Speaking of onboarding, bringing new customers up to speed in a carrier’s system quickly is one of AI’s most dramatically impactful effects for insurers. Whereas the average amount of time onboarding a new customer can traditionally stretch on for as much as ten weeks, utilizing AI platforms can get that number down to just a day or two. AI is used to efficiently collect information on the customer—whether provided by broker, salesperson, or by the customer themselves—and guide employees through verification, screening, and other due diligence processes.
Ease in maintaining compliance
Regulations are popping up left and right across the US and the broader world around everything from emissions to data security to forced labor prevention. Compliance is an often overlooked risk category, but fortunately for insurers AI’s data-gathering and understanding of context and trends can help with staying on the right side of regulations today and tomorrow. AI can be trained to understand the parameters of a new regulation, analyze a carrier’s data to determine the potential level of risk they’re exposed to (for example, if a new partner being brought on board has a history of noncompliance themselves), and offer recommendations for the changes needed in order to meet requirements.
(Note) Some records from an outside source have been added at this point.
impl SyncActorState {
    fn new(
        config: SyncConfig,
        transport: Arc<dyn Transport>,
        store: StateStore,
        events: broadcast::Sender<SyncEvent>,
        cmd_tx: mpsc::WeakSender<SyncCommand>,
    ) -> Self {
        Self {
            registry: ChannelRegistry::new(),
            broadcaster: SequencedBroadcaster::from_config(transport.clone(), &config),
            coordinator: ReconnectionCoordinator::new(
                config.max_reconnect_attempts,
                config.replay_on_role_learned,
            ),
            heartbeats: HeartbeatMonitor::new(config.heartbeat_timeout()),
            batteries: BatteryWatchdog::new(
                config.low_battery_threshold,
                config.battery_stale_after(),
                Instant::now(),
            ),
            cascades: CascadeRegistry::new(),
            alternation: AlternationScheduler::new(
                transport,
                store.clone(),
                events.clone(),
                config.toggle_retry_delay(),
            ),
            tasks: JoinSet::new(),
            pressure_memory: None,
            link_count: 0,
            config,
            store,
            events,
            cmd_tx,
        }
    }

    fn emit(&self, event: SyncEvent) {
        // No receivers is fine
        let _ = self.events.send(event);
    }

    // -------------------------------------------------------------------------
    // Transport events
    // -------------------------------------------------------------------------

    fn handle_transport(&mut self, event: TransportEvent) {
        match event {
            TransportEvent::Write {
                link,
                wire_id,
                payload,
            } => self.handle_write(link, wire_id, &payload),

            TransportEvent::Subscribed { link } => {
                let outcome = self.coordinator.on_subscribe(link);
                if outcome.newly_connected {
                    info!(
                        "{} connected ({})",
                        link,
                        outcome.role.map_or("role unknown", |r| r.name())
                    );
                    self.emit(SyncEvent::LinkConnected {
                        link,
                        role: outcome.role,
                    });
                    self.update_link_count();
                }
                if outcome.replay {
                    self.schedule_replay(link);
                }
            }

            TransportEvent::Unsubscribed { link } => {
                if self.coordinator.on_unsubscribe(link) {
                    info!("{} disconnected", link);
                    self.emit(SyncEvent::LinkDisconnected { link });
                    self.update_link_count();
                }
            }
        }
    }

    fn handle_write(&mut self, link: LinkId, wire_id: WireId, payload: &[u8]) {
        let channel = match self.registry.resolve(wire_id) {
            Ok(channel) => channel,
            Err(e) => {
                debug!("Ignoring write from {}: {}", link, e);
                return;
            }
        };

        match InboundWrite::decode(channel, payload) {
            InboundWrite::Heartbeat { role } => {
                let now = Instant::now();
                match self.coordinator.on_heartbeat(link, role, now) {
                    HeartbeatOutcome::RoleLearned { role, replay } => {
                        self.heartbeats.record(role, now);
                        self.emit(SyncEvent::RoleLearned { link, role });
                        if replay {
                            self.schedule_replay(link);
                        }
                    }
                    HeartbeatOutcome::Refreshed => self.heartbeats.record(role, now),
                    HeartbeatOutcome::RoleConflict { .. } => return,
                }
                self.evaluate_heartbeats(now);
            }

            InboundWrite::UnknownHeartbeat { value } => {
                debug!("Ignoring heartbeat byte {} from {}", value, link);
            }

            InboundWrite::Battery { side, level } => {
                let update = self.batteries.record(side, level, Instant::now());
                self.store.set(battery_channel(side), level);
                debug!("{} battery at {}%", side, level);
                self.emit(SyncEvent::BatteryUpdated { side, level });
                if update.low {
                    warn!("{} battery low: {}%", side, level);
                    self.emit(SyncEvent::LowBattery { side, level });
                }
            }

            InboundWrite::Control { channel, value } => {
                debug!(
                    "Ignoring follower write {}={} from {}",
                    channel, value, link
                );
            }

            InboundWrite::Empty { channel } => {
                debug!("Ignoring empty write to {} from {}", channel, link);
            }
        }
    }

    fn update_link_count(&mut self) {
        let count = self.coordinator.connected_count();
        if count != self.link_count {
            self.link_count = count;
            self.emit(SyncEvent::LinkCountChanged { count });
        }
    }

    // -------------------------------------------------------------------------
    // Liveness
    // -------------------------------------------------------------------------

    fn evaluate_heartbeats(&mut self, now: Instant) {
        for (role, state) in self.heartbeats.evaluate(now) {
            let missing = state.is_missing();
            if missing {
                warn!("{} heartbeat missing", role);
            } else {
                info!("{} heartbeat restored", role);
            }
            self.emit(SyncEvent::HeartbeatMissing { role, missing });
        }
    }

    fn reap_tasks(&mut self) {
        while let Some(result) = self.tasks.try_join_next() {
            if let Err(e) = result {
                if e.is_panic() {
                    warn!("Sync task panicked: {}", e);
                }
            }
        }
    }

    // -------------------------------------------------------------------------
    // Replay and reconnection
    // -------------------------------------------------------------------------

    fn schedule_replay(&mut self, link: LinkId) {
        debug!("Replaying state to {} in {:?}", link, self.config.replay_delay());
        self.emit(SyncEvent::ReplayScheduled { link });
        self.post_after(self.config.replay_delay(), SyncCommand::StartReplay { link });
    }

    fn request_reconnect(&mut self, link: LinkId) {
        match self.coordinator.request_reconnect(link) {
            ReconnectDecision::Scheduled { attempt } => {
                info!(
                    "Reconnection attempt {} for {} in {:?}",
                    attempt,
                    link,
                    self.config.reconnect_delay()
                );
                self.emit(SyncEvent::ReconnectionScheduled { link, attempt });
                self.post_after(
                    self.config.reconnect_delay(),
                    SyncCommand::ReconnectAttempt { link },
                );
            }
            ReconnectDecision::Exhausted => {
                self.emit(SyncEvent::ReconnectionExhausted { link });
            }
            ReconnectDecision::UnknownRole => {
                debug!("Not reconnecting {}: role unknown", link);
            }
            ReconnectDecision::UnknownLink => {
                debug!("Not reconnecting {}: no such link", link);
            }
        }
    }

    /// Send `cmd` back to the actor after `delay`
    fn post_after(&mut self, delay: Duration, cmd: SyncCommand) {
        let tx = self.cmd_tx.clone();
        self.tasks.spawn(async move {
            sleep(delay).await;
            if let Some(tx) = tx.upgrade() {
                let _ = tx.send(cmd).await;
            }
        });
    }

    // -------------------------------------------------------------------------
    // Outbound pushes
    // -------------------------------------------------------------------------

    /// Start a full-state cascade, superseding any running one for `target`
    fn start_cascade(&mut self, target: CascadeTarget) {
        let plan = CascadePlan::full(&self.store);
        let broadcaster = self.broadcaster.clone();
        let tx = self.cmd_tx.clone();
        self.cascades.start(target, move |generation| {
            tokio::spawn(async move {
                let report = broadcaster.run(&plan, target).await;
                if let Some(tx) = tx.upgrade() {
                    let _ = tx
                        .send(SyncCommand::CascadeFinished {
                            generation: Some(generation),
                            report,
                        })
                        .await;
                }
            })
        });
    }

    /// Push selected channels to every link without touching running cascades
    fn push_channels(&mut self, channels: &[Channel]) {
        let plan = CascadePlan::channels(&self.store, channels);
        if plan.is_empty() {
            return;
        }
        let broadcaster = self.broadcaster.clone();
        let tx = self.cmd_tx.clone();
        self.tasks.spawn(async move {
            let report = broadcaster.run(&plan, CascadeTarget::All).await;
            if let Some(tx) = tx.upgrade() {
                let _ = tx
                    .send(SyncCommand::CascadeFinished {
                        generation: None,
                        report,
                    })
                    .await;
            }
        });
    }

    fn finish_cascade(&mut self, generation: Option<u64>, report: CascadeReport) {
        let target = report.target;
        if let Some(generation) = generation {
            if !self.cascades.finish(target, generation) {
                debug!("Discarding report of superseded cascade #{}", generation);
                return;
            }
        }

        for (step, error) in report.dropped() {
            self.emit(SyncEvent::StepDropped {
                target,
                channel: step.channel,
                value: step.value,
                error: error.clone(),
            });
        }

        if generation.is_none() {
            return;
        }

        let delivered = report.delivered();
        let dropped = report.dropped_count();
        info!(
            "Cascade to {} finished: {} delivered, {} dropped",
            target, delivered, dropped
        );
        self.emit(SyncEvent::CascadeCompleted {
            target,
            delivered,
            dropped,
        });

        if let CascadeTarget::Link(link) = target {
            if dropped > 0 {
                self.request_reconnect(link);
            }
        }
    }

    fn set_pressure_mode(&mut self, enabled: bool) {
        if enabled {
            if self.pressure_memory.is_none() {
                self.pressure_memory = Some(MODALITY_FLAGS.map(|c| self.store.get(c)));
            }
            let mut entries: Vec<_> = MODALITY_FLAGS.iter().map(|&c| (c, 0)).collect();
            entries.push((Channel::PressureFlag, 1));
            self.store.set_many(&entries);
            info!("Pressure mode on");
            self.push_channels(&[
                Channel::BuzzFlag,
                Channel::LightFlag,
                Channel::SoundFlag,
                Channel::PressureFlag,
            ]);
        } else {
            let mut entries = vec![(Channel::PressureFlag, 0)];
            if let Some(saved) = self.pressure_memory.take() {
                entries.extend(MODALITY_FLAGS.into_iter().zip(saved));
            }
            self.store.set_many(&entries);
            info!("Pressure mode off");
            self.push_channels(&[
                Channel::PressureFlag,
                Channel::BuzzFlag,
                Channel::LightFlag,
                Channel::SoundFlag,
            ]);
        }
    }

    fn status(&self) -> SyncStatus {
        let now = Instant::now();
        SyncStatus {
            links: self.coordinator.links(),
            connected: self.coordinator.connected_count(),
            heartbeat: Side::BOTH.map(|side| self.heartbeats.state(side, now)),
            battery: Side::BOTH.map(|side| self.batteries.level(side)),
            battery_stale: Side::BOTH.map(|side| self.batteries.is_stale(side, now)),
            side: self.alternation.current_side(),
            toggle_interval: self.alternation.interval(),
            pressure_mode: self.pressure_memory.is_some(),
        }
    }

    fn shutdown(&mut self) {
        self.cascades.abort_all();
        self.tasks.abort_all();
        self.alternation.abort();
    }
}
More AI innovation on the horizon
Unsurprisingly, given the intense amount of attention ChatGPT and similar models have received in the past year, generative AI applications are being brainstormed across many industries; insurance is no exception. Industry leaders expect that insurers will be able to customize and speed up underwriting and claims-assistance services using chatbots and generative AI that knows the customer and broader context inside and out, thanks to having access to (and being trained on) the carrier’s own data.
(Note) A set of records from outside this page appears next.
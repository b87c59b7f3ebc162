//! In-memory GATT peripheral
//!
//! [`SimTransport`] stands in for the platform peripheral stack. It tracks
//! which links are subscribed, logs every push attempt with its virtual
//! timestamp, and can be scripted to fail pushes the way a full notification
//! queue does. Delivered values fan out to virtual followers over a broadcast
//! channel.

use std::collections::{BTreeSet, HashMap, VecDeque};
use std::sync::{Mutex, MutexGuard};

use tap_protocol::{Channel, ServiceDefinition};
use tap_sync::{LinkId, Transport, TransportError};
use tokio::sync::broadcast;
use tokio::time::Instant;
use tracing::debug;

/// Notification buffer per follower
const NOTIFICATION_CAPACITY: usize = 512;

/// One push attempt as seen by the transport
#[derive(Debug, Clone, PartialEq, Eq)]
pub struct PushRecord {
    /// Virtual time of the attempt
    pub at: Instant,
    /// Channel pushed
    pub channel: Channel,
    /// Value pushed
    pub value: u8,
    /// Unicast target, `None` for broadcast
    pub target: Option<LinkId>,
    /// What the transport answered
    pub result: Result<(), TransportError>,
}

impl PushRecord {
    /// Check if the push was accepted
    pub fn is_ok(&self) -> bool {
        self.result.is_ok()
    }
}

/// A value delivered to one subscribed link
#[derive(Debug, Clone, Copy, PartialEq, Eq)]
pub struct Notification {
    /// Receiving link
    pub link: LinkId,
    /// Channel notified
    pub channel: Channel,
    /// Value notified
    pub value: u8,
}

#[derive(Debug, Default)]
struct SimState {
    service: Option<ServiceDefinition>,
    subscribed: BTreeSet<LinkId>,
    log: Vec<PushRecord>,
    scripted: VecDeque<TransportError>,
    failing: Option<TransportError>,
    failing_links: HashMap<LinkId, TransportError>,
}

/// Simulated peripheral transport
#[derive(Debug)]
pub struct SimTransport {
    state: Mutex<SimState>,
    notifications: broadcast::Sender<Notification>,
}

impl SimTransport {
    /// Create a transport with no subscribers and no scripted failures
    pub fn new() -> Self {
        let (notifications, _) = broadcast::channel(NOTIFICATION_CAPACITY);
        Self {
            state: Mutex::new(SimState::default()),
            notifications,
        }
    }

    fn lock(&self) -> MutexGuard<'_, SimState> {
        self.state.lock().unwrap_or_else(|e| e.into_inner())
    }

    /// Mark `link` as subscribed to notifications
    pub fn subscribe_link(&self, link: LinkId) {
        self.lock().subscribed.insert(link);
    }

    /// Mark `link` as gone
    pub fn unsubscribe_link(&self, link: LinkId) {
        self.lock().subscribed.remove(&link);
    }

    /// Currently subscribed links
    pub fn subscribed(&self) -> Vec<LinkId> {
        self.lock().subscribed.iter().copied().collect()
    }

    /// Fail the next `count` pushes with `error`
    pub fn fail_next(&self, count: usize, error: TransportError) {
        let mut state = self.lock();
        state
            .scripted
            .extend(std::iter::repeat(error).take(count));
    }

    /// Fail every push with `error`, or stop doing so with `None`
    pub fn fail_always(&self, error: Option<TransportError>) {
        self.lock().failing = error;
    }

    /// Fail unicast pushes to `link` with `error`, or stop with `None`
    ///
    /// Broadcast pushes silently skip a failing link.
    pub fn fail_link(&self, link: LinkId, error: Option<TransportError>) {
        let mut state = self.lock();
        match error {
            Some(error) => state.failing_links.insert(link, error),
            None => state.failing_links.remove(&link),
        };
    }

    /// Registered service, if any
    pub fn service(&self) -> Option<ServiceDefinition> {
        self.lock().service.clone()
    }

    /// Every push attempt so far
    pub fn pushes(&self) -> Vec<PushRecord> {
        self.lock().log.clone()
    }

    /// Accepted pushes only
    pub fn delivered(&self) -> Vec<PushRecord> {
        self.lock()
            .log
            .iter()
            .filter(|record| record.is_ok())
            .cloned()
            .collect()
    }

    /// Forget the push log
    pub fn clear_log(&self) {
        self.lock().log.clear();
    }

    /// Listen for delivered values
    pub fn notifications(&self) -> broadcast::Receiver<Notification> {
        self.notifications.subscribe()
    }

    fn attempt(
        state: &mut SimState,
        target: Option<LinkId>,
    ) -> Result<Vec<LinkId>, TransportError> {
        if state.service.is_none() {
            return Err(TransportError::NotReady);
        }
        if let Some(error) = &state.failing {
            return Err(error.clone());
        }
        if let Some(error) = state.scripted.pop_front() {
            return Err(error);
        }

        match target {
            None => {
                if state.subscribed.is_empty() {
                    return Err(TransportError::NoSubscribers);
                }
                Ok(state
                    .subscribed
                    .iter()
                    .filter(|link| !state.failing_links.contains_key(link))
                    .copied()
                    .collect())
            }
            Some(link) => {
                if !state.subscribed.contains(&link) {
                    return Err(TransportError::LinkNotSubscribed(link));
                }
                if let Some(error) = state.failing_links.get(&link) {
                    return Err(error.clone());
                }
                Ok(vec![link])
            }
        }
    }
}

impl Default for SimTransport {
    fn default() -> Self {
        Self::new()
    }
}

impl Transport for SimTransport {
    fn register_service(&self, service: &ServiceDefinition) -> Result<(), TransportError> {
        debug!(
            "Simulated peripheral publishing {} characteristics",
            service.characteristics.len()
        );
        self.lock().service = Some(service.clone());
        Ok(())
    }

    fn push(
        &self,
        channel: Channel,
        value: u8,
        target: Option<LinkId>,
    ) -> Result<(), TransportError> {
        let mut state = self.lock();
        let result = Self::attempt(&mut state, target);

        state.log.push(PushRecord {
            at: Instant::now(),
            channel,
            value,
            target,
            result: result.as_ref().map(|_| ()).map_err(|e| e.clone()),
        });
        drop(state);

        let links = result?;
        for link in links {
            // No listening follower is fine
            let _ = self.notifications.send(Notification {
                link,
                channel,
                value,
            });
        }
        Ok(())
    }
}

#[cfg(test)]
mod tests {
    use super::*;

    fn ready() -> SimTransport {
        let transport = SimTransport::new();
        transport
            .register_service(&ServiceDefinition::tapper())
            .unwrap();
        transport
    }

    #[test]
    fn test_push_before_registration_not_ready() {
        let transport = SimTransport::new();
        assert_eq!(
            transport.push(Channel::Speed, 25, None),
            Err(TransportError::NotReady)
        );
    }

    #[test]
    fn test_broadcast_needs_subscribers() {
        let transport = ready();
        assert_eq!(
            transport.push(Channel::Speed, 25, None),
            Err(TransportError::NoSubscribers)
        );
        transport.subscribe_link(LinkId(1));
        assert_eq!(transport.push(Channel::Speed, 25, None), Ok(()));
        assert_eq!(transport.pushes().len(), 2);
        assert_eq!(transport.delivered().len(), 1);
    }

    #[test]
    fn test_unicast_requires_subscription() {
        let transport = ready();
        transport.subscribe_link(LinkId(1));
        assert_eq!(
            transport.push(Channel::BuzzFlag, 1, Some(LinkId(2))),
            Err(TransportError::LinkNotSubscribed(LinkId(2)))
        );
        assert_eq!(transport.push(Channel::BuzzFlag, 1, Some(LinkId(1))), Ok(()));
    }

    #[test]
    fn test_scripted_failures_consumed_in_order() {
        let transport = ready();
        transport.subscribe_link(LinkId(1));
        transport.fail_next(2, TransportError::BufferFull);

        assert!(transport.push(Channel::Speed, 1, None).is_err());
        assert!(transport.push(Channel::Speed, 1, None).is_err());
        assert!(transport.push(Channel::Speed, 1, None).is_ok());
    }

    #[test]
    fn test_failing_link_skipped_by_broadcast() {
        let transport = ready();
        transport.subscribe_link(LinkId(1));
        transport.subscribe_link(LinkId(2));
        transport.fail_link(LinkId(2), Some(TransportError::BufferFull));
        let mut rx = transport.notifications();

        transport.push(Channel::LightFlag, 1, None).unwrap();
        assert_eq!(rx.try_recv().unwrap().link, LinkId(1));
        assert!(rx.try_recv().is_err());
        assert_eq!(
            transport.push(Channel::LightFlag, 1, Some(LinkId(2))),
            Err(TransportError::BufferFull)
        );

        transport.fail_link(LinkId(2), None);
        assert!(transport.push(Channel::LightFlag, 1, Some(LinkId(2))).is_ok());
    }
}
There’s also going to be an uptick in autonomous vehicles on the road, both personally owned and taxi-like services. Again, this is specific to auto insurers, although automation in other fields like manufacturing and construction is also set to increase. If automated vehicles proliferate as some analysts predict and the technology is as effective as we hope, there might be considerably fewer accidents on the road. As a result, we could be looking at a broader change in the auto insurance landscape, according to McKinsey.
AI might also have a major hand in helping property insurers account for the effects of climate risk during the underwriting process. This would help carriers adapt to a changing world faster and risk fewer losses due to otherwise unforeseen changes, particularly in the real estate space.
In summation, AI’s already more ingrained in the insurance industry’s day-to-day than most people realize, and the early adopters of the technology are already starting to reap the benefits. But much more is to come, and some of the most exciting AI applications in the industry are just now beginning to come to light.